At 25, I decided to finally pursue a degree in Horticulture from Iowa State University. My advisor, Gail Nonnecke, knew my passion for organic farming and knew Angela of Turtle Farm was looking for someone to take over her farm. Gail introduced us, and a few months after I graduated from ISU with a Horticulture degree I began working for Angela. I just turned 41 last November and have been growing on this ground for a total of thirteen years.
CAN YOU TELL US ABOUT THE GROWTH OF WABI SABI OVER THE YEARS?
A: Wabi Sabi Farm began on the farm ground that was once known as Turtle Farm. I worked alongside Angela Tedesco (Turtle Farm owner) eventually running the day to day operations of her farm for three years. Angela wanted to retire from actively farming and gratiously offered to rent me the ground for the 2013 growing season. Thus Wabi Sabi Farm was born! My first season I increased transplant sales in the spring and added microgreens into the early spring offerings. Over the years transplant sales have steadily increased (both retail and wholesale), I’ve continued the CSA program and also added farmers’ markets. The last four years I’ve been slowly adding more wholesale sales to restaurants and grocers like Wheatsfield.
WHAT ARE YOUR GROWING PRACTICES? DO YOU GROW ORGANICALLY?

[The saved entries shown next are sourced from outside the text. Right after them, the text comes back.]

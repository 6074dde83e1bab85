//! Virtual Radar Server dialect, as spoken by the ADS-B Exchange public API.
//!
//! Everything goes through `AircraftList.json` with query parameters.  The
//! observer coordinates ride along on every query (`lat`/`lng`) so the server
//! computes distance, bearing and tracking duration itself.  `fDstU` bounds an
//! area query in km, `fIcoQ`/`fRegQ`/`fCallQ` select identities.
//!

use std::time::Duration;

use clap::{crate_name, crate_version};
use reqwest::blocking::Client;
use tracing::{debug, trace};

use skywatch_common::GeoRef;
use skywatch_formats::{AircraftList, AircraftState, Format};

use crate::access::{fetch_body, Capability};
use crate::{derive_geometry, http_get, DEFAULT_TIMEOUT};
use crate::{AircraftSource, IdentityFilter, Site, SourceError};

/// Client for a VRS-style endpoint, no authentication.
///
#[derive(Clone, Debug)]
pub struct Vrs {
    pub features: Vec<Capability>,
    pub format: Format,
    pub name: String,
    pub base_url: String,
    /// Add this to `base_url` to fetch data
    pub get: String,
    pub client: Client,
    pub timeout: Duration,
}

impl Vrs {
    #[tracing::instrument]
    pub fn new() -> Self {
        trace!("vrs::new");

        Vrs {
            features: vec![Capability::Area, Capability::Identity],
            format: Format::Vrs,
            name: "vrs".to_owned(),
            base_url: "".to_owned(),
            get: "/AircraftList.json".to_owned(),
            client: Client::new(),
            timeout: DEFAULT_TIMEOUT,
        }
    }

    /// Load some data from in-memory loaded config
    ///
    #[tracing::instrument]
    pub fn load(&mut self, site: &Site) -> &mut Self {
        trace!("vrs::load");

        self.name = site.name.to_owned();
        self.format = site.format();
        self.base_url = site.base_url.to_owned();
        if let Some(get) = site.route("get") {
            self.get = get.to_owned();
        }
        self
    }

    fn fetch(&self, url: &str) -> Result<Vec<AircraftState>, SourceError> {
        debug!("vrs: fetching {}", url);

        let resp = http_get!(self, url)?;
        let body = fetch_body(resp)?;
        let list = AircraftList::from_json(&body)?;
        Ok(list.to_states())
    }
}

impl Default for Vrs {
    fn default() -> Self {
        Self::new()
    }
}

impl AircraftSource for Vrs {
    fn name(&self) -> String {
        self.name.clone()
    }

    fn format(&self) -> Format {
        Format::Vrs
    }

    fn set_timeout(&mut self, timeout: Duration) {
        self.timeout = timeout;
    }

    #[tracing::instrument(skip(self, observer))]
    fn fetch_in_area(&self, observer: &GeoRef) -> Result<Vec<AircraftState>, SourceError> {
        trace!("vrs::fetch_in_area");

        let url = format!(
            "{}{}?lat={:.6}&lng={:.6}&fDstU={}",
            self.base_url,
            self.get,
            observer.lat,
            observer.lon,
            (observer.range / 1000.).ceil().max(1.) as u32
        );

        let mut states = self.fetch(&url)?;
        derive_geometry(&mut states, observer);
        states.retain(|s| !s.has_position() || s.distance.is_some_and(|d| d <= observer.range));
        Ok(states)
    }

    #[tracing::instrument(skip(self, observer))]
    fn fetch_by_identity(
        &self,
        observer: &GeoRef,
        filter: &IdentityFilter,
    ) -> Result<Vec<AircraftState>, SourceError> {
        trace!("vrs::fetch_by_identity");

        if filter.is_empty() {
            debug!("empty identity filter");
            return Ok(vec![]);
        }

        let mut url = format!(
            "{}{}?lat={:.6}&lng={:.6}",
            self.base_url, self.get, observer.lat, observer.lon
        );
        if let Some(icao) = &filter.icao {
            url = format!("{}&fIcoQ={}", url, icao.to_uppercase());
        }
        if let Some(reg) = &filter.registration {
            url = format!("{}&fRegQ={}", url, reg.to_uppercase());
        }
        if let Some(call) = &filter.callsign {
            url = format!("{}&fCallQ={}", url, call.to_uppercase());
        }

        // the server matches prefixes, we want exact identities
        let mut states = self.fetch(&url)?;
        states.retain(|s| filter.matches(s));
        derive_geometry(&mut states, observer);
        Ok(states)
    }
}
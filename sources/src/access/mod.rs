//! Actual provider adapters.
//!
//! One module per provider endpoint, all implementing [crate::AircraftSource].
//!

use reqwest::blocking::Response;
use reqwest::StatusCode;
use strum::Display;

use crate::SourceError;

pub use adsbx::*;
pub use enrich::*;
pub use geocode::*;
pub use opensky::*;
pub use vrs::*;

mod adsbx;
mod enrich;
mod geocode;
mod opensky;
mod vrs;

/// What a given source is able to serve.
///
#[derive(Clone, Copy, Debug, Display, PartialEq)]
#[strum(serialize_all = "lowercase")]
pub enum Capability {
    /// Everything within an area around the observer
    Area,
    /// Specific airframes by identity
    Identity,
}

/// Common status handling, turns an HTTP answer into its body.
///
/// 401/403 are authentication failures, anything else but 200 is reported as
/// a provider error with the status code.
///
pub(crate) fn fetch_body(resp: Response) -> Result<String, SourceError> {
    match resp.status() {
        StatusCode::OK => Ok(resp.text()?),
        StatusCode::UNAUTHORIZED | StatusCode::FORBIDDEN => {
            Err(SourceError::Auth(format!("status {}", resp.status())))
        }
        code => Err(SourceError::Provider(format!("status {}", code))),
    }
}
//! The presence tracker, diffing consecutive snapshots.
//!
//! The tracker owns the previous snapshot keyed by ICAO address plus the
//! timestamp each aircraft was first seen.  `update` filters the incoming
//! batch, classifies every appearance, persistence and disappearance, and
//! replaces the snapshot wholesale.  Nothing here does I/O.
//!

use std::collections::BTreeMap;

use chrono::Utc;
use tracing::{debug, trace};

use skywatch_formats::AircraftState;
use skywatch_sources::StateFilter;

use crate::{EventKind, Summary, TransitionEvent};

/// Watching an area or following one airframe.
///
/// Identity mode adds the online/offline and airborne/landed transitions on
/// top of the area ones.
///
#[derive(Clone, Copy, Debug, Default, Eq, PartialEq)]
pub enum TrackerMode {
    #[default]
    Area,
    Identity,
}

/// Holds the last snapshot and classifies changes against the next one.
///
#[derive(Debug, Default)]
pub struct PresenceTracker {
    mode: TrackerMode,
    filter: StateFilter,
    /// Last accepted snapshot, keyed by ICAO address
    snapshot: BTreeMap<String, AircraftState>,
    /// First-seen timestamp per ICAO address, UNIX seconds
    started: BTreeMap<String, i64>,
}

impl PresenceTracker {
    pub fn new(mode: TrackerMode) -> Self {
        PresenceTracker {
            mode,
            ..Default::default()
        }
    }

    /// Attach an attribute filter, applied before diffing so filtered-out
    /// aircraft never generate events.
    ///
    pub fn with_filter(mut self, filter: StateFilter) -> Self {
        self.filter = filter;
        self
    }

    /// How many aircraft are currently tracked?
    ///
    pub fn len(&self) -> usize {
        self.snapshot.len()
    }

    pub fn is_empty(&self) -> bool {
        self.snapshot.is_empty()
    }

    /// The tracked ICAO addresses, for inspection.
    ///
    pub fn keys(&self) -> Vec<String> {
        self.snapshot.keys().cloned().collect()
    }

    /// Diff against the current wall clock.
    ///
    pub fn update(&mut self, batch: Vec<AircraftState>) -> (Vec<TransitionEvent>, Summary) {
        self.update_at(batch, Utc::now().timestamp())
    }

    /// Diff a new batch against the held snapshot.
    ///
    /// Emits, per aircraft and cycle, at most one event of each kind:
    /// - `Entering` (plus `Online` in identity mode) on first appearance,
    /// - `WentAirborne`/`JustLanded` in identity mode on ground flips,
    /// - `Present` for everything in the new snapshot,
    /// - `Leaving` (plus `Offline` in identity mode) on disappearance, with
    ///   the last-known record as payload.
    ///
    /// The snapshot swap happens at the end, an observer of the tracker never
    /// sees a half-applied update.
    ///
    #[tracing::instrument(skip(self, batch))]
    pub fn update_at(
        &mut self,
        batch: Vec<AircraftState>,
        now: i64,
    ) -> (Vec<TransitionEvent>, Summary) {
        trace!("tracker::update_at");

        let mut batch = batch;
        self.filter.apply(&mut batch);

        let identity = self.mode == TrackerMode::Identity;
        let mut fresh: BTreeMap<String, AircraftState> = BTreeMap::new();
        let mut started: BTreeMap<String, i64> = BTreeMap::new();
        // input order, for deterministic nearest tie-breaking
        let mut order: Vec<String> = Vec::with_capacity(batch.len());
        let mut events = vec![];

        for mut ac in batch {
            // duplicate ICAO in one batch, first record wins
            if fresh.contains_key(&ac.icao) {
                continue;
            }
            let key = ac.icao.clone();

            let start = *self.started.get(&key).unwrap_or(&now);
            ac.tracking_secs = (now - start).max(0) as u64;
            started.insert(key.clone(), start);

            match self.snapshot.get(&key) {
                None => {
                    debug!("{} entering", key);
                    events.push(TransitionEvent::new(EventKind::Entering, ac.clone()));
                    if identity {
                        events.push(TransitionEvent::new(EventKind::Online, ac.clone()));
                    }
                }
                Some(prev) if identity => match (prev.on_ground, ac.on_ground) {
                    (true, false) => {
                        events.push(TransitionEvent::new(EventKind::WentAirborne, ac.clone()))
                    }
                    (false, true) => {
                        events.push(TransitionEvent::new(EventKind::JustLanded, ac.clone()))
                    }
                    _ => (),
                },
                Some(_) => (),
            }
            events.push(TransitionEvent::new(EventKind::Present, ac.clone()));

            order.push(key.clone());
            fresh.insert(key, ac);
        }

        for (key, prev) in &self.snapshot {
            if fresh.contains_key(key) {
                continue;
            }
            debug!("{} leaving", key);
            let mut last = prev.clone();
            if let Some(start) = self.started.get(key) {
                last.tracking_secs = (now - start).max(0) as u64;
            }
            events.push(TransitionEvent::new(EventKind::Leaving, last.clone()));
            if identity {
                events.push(TransitionEvent::new(EventKind::Offline, last));
            }
        }

        // nearest aircraft, strict comparison so the first of a tie wins
        let mut nearest: Option<&AircraftState> = None;
        for key in &order {
            let ac = &fresh[key];
            let d = match ac.distance {
                Some(d) if d.is_finite() => d,
                _ => continue,
            };
            match nearest.and_then(|n| n.distance) {
                Some(best) if d >= best => (),
                _ => nearest = Some(ac),
            }
        }
        let summary = Summary {
            count: fresh.len(),
            nearest: nearest.cloned(),
        };

        self.snapshot = fresh;
        self.started = started;

        (events, summary)
    }
}

#[cfg(test)]
mod tests {
    use std::collections::HashMap;

    use super::*;

    fn ac(icao: &str) -> AircraftState {
        AircraftState {
            icao: icao.to_owned(),
            latitude: Some(52.),
            longitude: Some(4.),
            ..Default::default()
        }
    }

    fn at(icao: &str, distance: f64) -> AircraftState {
        AircraftState {
            distance: Some(distance),
            ..ac(icao)
        }
    }

    fn kinds(events: &[TransitionEvent]) -> HashMap<(EventKind, String), usize> {
        let mut out = HashMap::new();
        for ev in events {
            *out.entry((ev.kind, ev.state.icao.clone())).or_insert(0) += 1;
        }
        out
    }

    #[test]
    fn test_diff_completeness() {
        let mut tracker = PresenceTracker::new(TrackerMode::Area);

        let (events, _) = tracker.update_at(vec![ac("A"), ac("B")], 1000);
        let k = kinds(&events);
        assert_eq!(Some(&1), k.get(&(EventKind::Entering, "A".into())));
        assert_eq!(Some(&1), k.get(&(EventKind::Entering, "B".into())));
        assert_eq!(Some(&1), k.get(&(EventKind::Present, "A".into())));
        assert_eq!(4, events.len());

        // B stays, C arrives, A leaves
        let (events, summary) = tracker.update_at(vec![ac("B"), ac("C")], 1020);
        let k = kinds(&events);
        assert_eq!(Some(&1), k.get(&(EventKind::Entering, "C".into())));
        assert_eq!(Some(&1), k.get(&(EventKind::Leaving, "A".into())));
        assert_eq!(Some(&1), k.get(&(EventKind::Present, "B".into())));
        assert_eq!(Some(&1), k.get(&(EventKind::Present, "C".into())));
        assert_eq!(None, k.get(&(EventKind::Entering, "B".into())));
        assert_eq!(4, events.len());
        assert_eq!(2, summary.count);
    }

    #[test]
    fn test_no_identity_events_in_area_mode() {
        let mut tracker = PresenceTracker::new(TrackerMode::Area);
        let mut grounded = ac("A");
        grounded.on_ground = true;

        tracker.update_at(vec![grounded], 1000);
        let (events, _) = tracker.update_at(vec![ac("A")], 1020);
        assert!(events.iter().all(|e| e.kind == EventKind::Present));
    }

    #[test]
    fn test_identity_transitions() {
        let mut tracker = PresenceTracker::new(TrackerMode::Identity);
        let mut grounded = ac("A");
        grounded.on_ground = true;

        let (events, _) = tracker.update_at(vec![grounded.clone()], 1000);
        let k = kinds(&events);
        assert_eq!(Some(&1), k.get(&(EventKind::Online, "A".into())));

        // takes off
        let (events, _) = tracker.update_at(vec![ac("A")], 1020);
        let k = kinds(&events);
        assert_eq!(Some(&1), k.get(&(EventKind::WentAirborne, "A".into())));

        // lands again
        let (events, _) = tracker.update_at(vec![grounded], 1040);
        let k = kinds(&events);
        assert_eq!(Some(&1), k.get(&(EventKind::JustLanded, "A".into())));

        // gone
        let (events, _) = tracker.update_at(vec![], 1060);
        let k = kinds(&events);
        assert_eq!(Some(&1), k.get(&(EventKind::Leaving, "A".into())));
        assert_eq!(Some(&1), k.get(&(EventKind::Offline, "A".into())));
        let off = events.iter().find(|e| e.kind == EventKind::Offline).unwrap();
        // final duration carried in the payload
        assert_eq!(60, off.state.tracking_secs);
    }

    #[test]
    fn test_tracking_duration_monotonic() {
        let mut tracker = PresenceTracker::new(TrackerMode::Area);
        let interval = 20;

        let mut last = 0;
        for n in 0..5 {
            let now = 1000 + n * interval;
            let (events, _) = tracker.update_at(vec![ac("A")], now);
            let present = events
                .iter()
                .find(|e| e.kind == EventKind::Present)
                .unwrap();
            assert!(present.state.tracking_secs >= last);
            assert_eq!((n * interval) as u64, present.state.tracking_secs);
            last = present.state.tracking_secs;
        }
    }

    #[test]
    fn test_track_start_resets_after_absence() {
        let mut tracker = PresenceTracker::new(TrackerMode::Area);
        tracker.update_at(vec![ac("A")], 1000);
        tracker.update_at(vec![], 1020);
        let (events, _) = tracker.update_at(vec![ac("A")], 1040);
        let present = events
            .iter()
            .find(|e| e.kind == EventKind::Present)
            .unwrap();
        assert_eq!(0, present.state.tracking_secs);
    }

    #[test]
    fn test_nearest_deterministic() {
        let mut tracker = PresenceTracker::new(TrackerMode::Area);
        let (_, summary) =
            tracker.update_at(vec![at("A", 50.), at("B", 10.), at("C", 30.)], 1000);
        assert_eq!("B", summary.nearest.unwrap().icao);
    }

    #[test]
    fn test_nearest_tie_first_wins() {
        let mut tracker = PresenceTracker::new(TrackerMode::Area);
        let (_, summary) =
            tracker.update_at(vec![at("A", 10.), at("B", 10.), at("C", 30.)], 1000);
        assert_eq!("A", summary.nearest.unwrap().icao);
    }

    #[test]
    fn test_nearest_skips_unknown_distance() {
        let mut tracker = PresenceTracker::new(TrackerMode::Area);
        let (_, summary) = tracker.update_at(vec![ac("A"), at("B", 30.)], 1000);
        assert_eq!("B", summary.nearest.unwrap().icao);
    }

    #[test]
    fn test_filter_applied_before_diff() {
        let mut tracker =
            PresenceTracker::new(TrackerMode::Area).with_filter(StateFilter {
                airborne_only: true,
                ..Default::default()
            });
        let mut grounded = ac("G");
        grounded.on_ground = true;

        let (events, summary) = tracker.update_at(vec![grounded.clone(), ac("A")], 1000);
        assert!(events.iter().all(|e| e.state.icao == "A"));
        assert_eq!(1, summary.count);

        // the filtered-out aircraft disappearing does not emit LEAVING either
        let (events, _) = tracker.update_at(vec![ac("A")], 1020);
        assert!(events.iter().all(|e| e.state.icao == "A"));
    }

    #[test]
    fn test_duplicate_icao_first_wins() {
        let mut tracker = PresenceTracker::new(TrackerMode::Area);
        let (events, summary) =
            tracker.update_at(vec![at("A", 10.), at("A", 5.)], 1000);
        assert_eq!(1, summary.count);
        assert_eq!(Some(10.), summary.nearest.unwrap().distance);
        assert_eq!(2, events.len());
    }

    #[test]
    fn test_empty_batches_are_fine() {
        let mut tracker = PresenceTracker::new(TrackerMode::Area);
        let (events, summary) = tracker.update_at(vec![], 1000);
        assert!(events.is_empty());
        assert_eq!(0, summary.count);
        assert!(summary.nearest.is_none());
    }
}
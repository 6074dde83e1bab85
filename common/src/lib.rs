//! This library is there to share some common code amongst all skywatch modules.
//!

mod config;
mod logging;
mod position;

#[macro_use]
mod macros;

pub use config::*;
pub use logging::*;
pub use position::*;

pub fn version() -> String {
    format!("{}/{}", env!("CARGO_PKG_NAME"), env!("CARGO_PKG_VERSION"))
}
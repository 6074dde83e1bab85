//! Error taxonomy for the provider adapters.
//!
//! The poll loop treats these differently: transport and provider errors are
//! transient and only skip the current cycle, authentication failures flip
//! the source into a degraded state until the configuration changes.
//!

use thiserror::Error;

/// Everything that can go wrong while talking to a provider.
///
#[derive(Debug, Error)]
pub enum SourceError {
    /// Network-level failure, timeout or connection refused
    #[error("transport error: {0}")]
    Transport(String),
    /// Credentials rejected (401/403) or missing where required
    #[error("authentication failed: {0}")]
    Auth(String),
    /// Body did not parse or lacked the structural marker field
    #[error("malformed answer: {0}")]
    Malformed(String),
    /// The provider answered with an in-band error (quota, bad request)
    #[error("provider error: {0}")]
    Provider(String),
    /// Site name not present in the configuration
    #[error("unknown site {0}")]
    UnknownSite(String),
}

impl From<reqwest::Error> for SourceError {
    fn from(e: reqwest::Error) -> Self {
        if let Some(status) = e.status() {
            if status == reqwest::StatusCode::UNAUTHORIZED
                || status == reqwest::StatusCode::FORBIDDEN
            {
                return SourceError::Auth(e.to_string());
            }
        }
        SourceError::Transport(e.to_string())
    }
}

impl From<serde_json::Error> for SourceError {
    fn from(e: serde_json::Error) -> Self {
        SourceError::Malformed(e.to_string())
    }
}

#[cfg(test)]
mod tests {
    use super::*;

    #[test]
    fn test_json_error_is_malformed() {
        let e = serde_json::from_str::<serde_json::Value>("{oops").unwrap_err();
        let e = SourceError::from(e);
        assert!(matches!(e, SourceError::Malformed(_)));
    }
}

A: The Farm ground has been certified organic since 2002. Being certified organic is a value very important to me! So much so that I am serving my 2nd term on the Iowa Organic Advisory Council for the state.
HOW MANY FARM WORKERS DO YOU EMPLOY?
A: I’m the owner/operator of Wabi Sabi Farm. Kate Solko joined the farm in 2017. We usually hire 2-3 full-time seasonal workers. Then there are the countless other folks that help out each season in many different ways!
FAVORITE VEGETABLE TO GROW? MOST UNIQUE?
A: My favorite vegetable to grow, along with eat, is Brussels Sprouts. The plant, in my opinion, is absolutely beautiful looking like a miniature palm tree with tiny looking cabbages growing up the stalk.
The most unique thing I grow is probably different varieties of basil. Last year I grew seven different types of basil, with all different sorts of flavors from anise-like (Thai) to bubblegum-like (Sacred).